Disconnection of drugs into affordable reagents was achieved for twelve drugs through the merger of crowd-sourcing and retrosynthetic software. Navigating the combinatorial explosion of routes towards twelve distinct synthetic targets to arrive at distinct and affordable starting materials was a data handling challenge that could only be navigated with automated retrosynthesis.

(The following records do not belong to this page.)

//! Reassemble loaded chunks into a single buffer.
//!
//! Payloads are concatenated in ascending index order, without padding or separators, no
//! matter the order in which they were loaded. Chunks that never loaded are left out of the
//! buffer and reported by [Assembly::missing].

use bytes::{Bytes, BytesMut};
use std::collections::BTreeMap;

/// A reassembled document.
#[derive(Clone, Debug)]
pub struct Assembly {
    buffer: Bytes,

    /// Index and starting offset of every included chunk, by ascending offset.
    offsets: Vec<(u64, usize)>,

    /// Indices below `total` without a payload.
    missing: Vec<u64>,

    total: u64,
}

impl Assembly {
    /// The reassembled bytes.
    pub fn buffer(&self) -> &Bytes {
        &self.buffer
    }

    /// Consumes the assembly, returning the reassembled bytes.
    pub fn into_buffer(self) -> Bytes {
        self.buffer
    }

    /// Length of the reassembled buffer.
    pub fn len(&self) -> usize {
        self.buffer.len()
    }

    /// Returns whether the reassembled buffer is empty.
    pub fn is_empty(&self) -> bool {
        self.buffer.is_empty()
    }

    /// Indices of chunks left out of the buffer.
    pub fn missing(&self) -> &[u64] {
        &self.missing
    }

    /// Number of chunks the document was expected to have.
    pub fn total(&self) -> u64 {
        self.total
    }

    /// Returns whether every expected chunk is in the buffer.
    pub fn is_complete(&self) -> bool {
        self.missing.is_empty()
    }

    /// Returns the index of the chunk that supplied the byte at `offset`.
    ///
    /// This is the chunk whose cumulative payload length (over ascending index) first exceeds
    /// `offset`.
    pub fn locate(&self, offset: usize) -> Option<u64> {
        if offset >= self.buffer.len() {
            return None;
        }
        let position = self.offsets.partition_point(|(_, start)| *start <= offset);
        self.offsets.get(position.checked_sub(1)?).map(|(index, _)| *index)
    }
}

/// Concatenates `chunks` in ascending index order.
///
/// `total` is the number of chunks the document is expected to have: any index below it
/// without a payload is reported as missing. If an index is supplied more than once, the last
/// payload wins.
pub fn assemble(chunks: impl IntoIterator<Item = (u64, Bytes)>, total: u64) -> Assembly {
    let ordered: BTreeMap<u64, Bytes> = chunks.into_iter().collect();
    let missing = (0..total)
        .filter(|index| !ordered.contains_key(index))
        .collect();

    let size = ordered.values().map(Bytes::len).sum();
    let mut buffer = BytesMut::with_capacity(size);
    let mut offsets = Vec::with_capacity(ordered.len());
    for (index, payload) in ordered {
        offsets.push((index, buffer.len()));
        buffer.extend_from_slice(&payload);
    }

    Assembly {
        buffer: buffer.freeze(),
        offsets,
        missing,
        total,
    }
}

#[cfg(test)]
mod tests {
    use super::*;

    fn chunks(order: &[u64]) -> Vec<(u64, Bytes)> {
        let payloads = ["AB", "CD", "EF"];
        order
            .iter()
            .map(|&index| (index, Bytes::from(payloads[index as usize])))
            .collect()
    }

    #[test]
    fn test_insertion_order_irrelevant() {
        let orders: [&[u64]; 6] = [
            &[0, 1, 2],
            &[0, 2, 1],
            &[1, 0, 2],
            &[1, 2, 0],
            &[2, 0, 1],
            &[2, 1, 0],
        ];
        for order in orders {
            let assembly = assemble(chunks(order), 3);
            assert_eq!(assembly.buffer(), &Bytes::from("ABCDEF"));
            assert!(assembly.is_complete());
        }
    }

    #[test]
    fn test_missing_reported() {
        let assembly = assemble(chunks(&[2, 0]), 3);
        assert_eq!(assembly.buffer(), &Bytes::from("ABEF"));
        assert_eq!(assembly.missing(), &[1]);
        assert_eq!(assembly.total(), 3);
        assert!(!assembly.is_complete());

        // Trailing chunks count too
        let assembly = assemble(chunks(&[0]), 3);
        assert_eq!(assembly.missing(), &[1, 2]);
    }

    #[test]
    fn test_empty() {
        let assembly = assemble(Vec::new(), 0);
        assert!(assembly.is_empty());
        assert!(assembly.is_complete());
        assert_eq!(assembly.locate(0), None);
    }

    #[test]
    fn test_locate() {
        let assembly = assemble(
            vec![
                (0, Bytes::from("abc")),
                (1, Bytes::new()),
                (2, Bytes::from("d")),
                (3, Bytes::from("efgh")),
            ],
            4,
        );
        assert_eq!(assembly.locate(0), Some(0));
        assert_eq!(assembly.locate(2), Some(0));

        // Empty chunks own no bytes
        assert_eq!(assembly.locate(3), Some(2));
        assert_eq!(assembly.locate(4), Some(3));
        assert_eq!(assembly.locate(7), Some(3));
        assert_eq!(assembly.locate(8), None);
    }
}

Four predicted routes to 2 and one route to 3, manually designed but added to the software’s database for future use, were experimentally validated. Our work was performed over nine weeks in Spring 2020 against the backdrop of a developing pandemic. While full process development would require a longer timeline – for instance reagents such as peroxides would likely be replaced for production on scale – our results show that automated retrosynthetic predictions can rapidly de-risk the route scouting process of translational synthesis.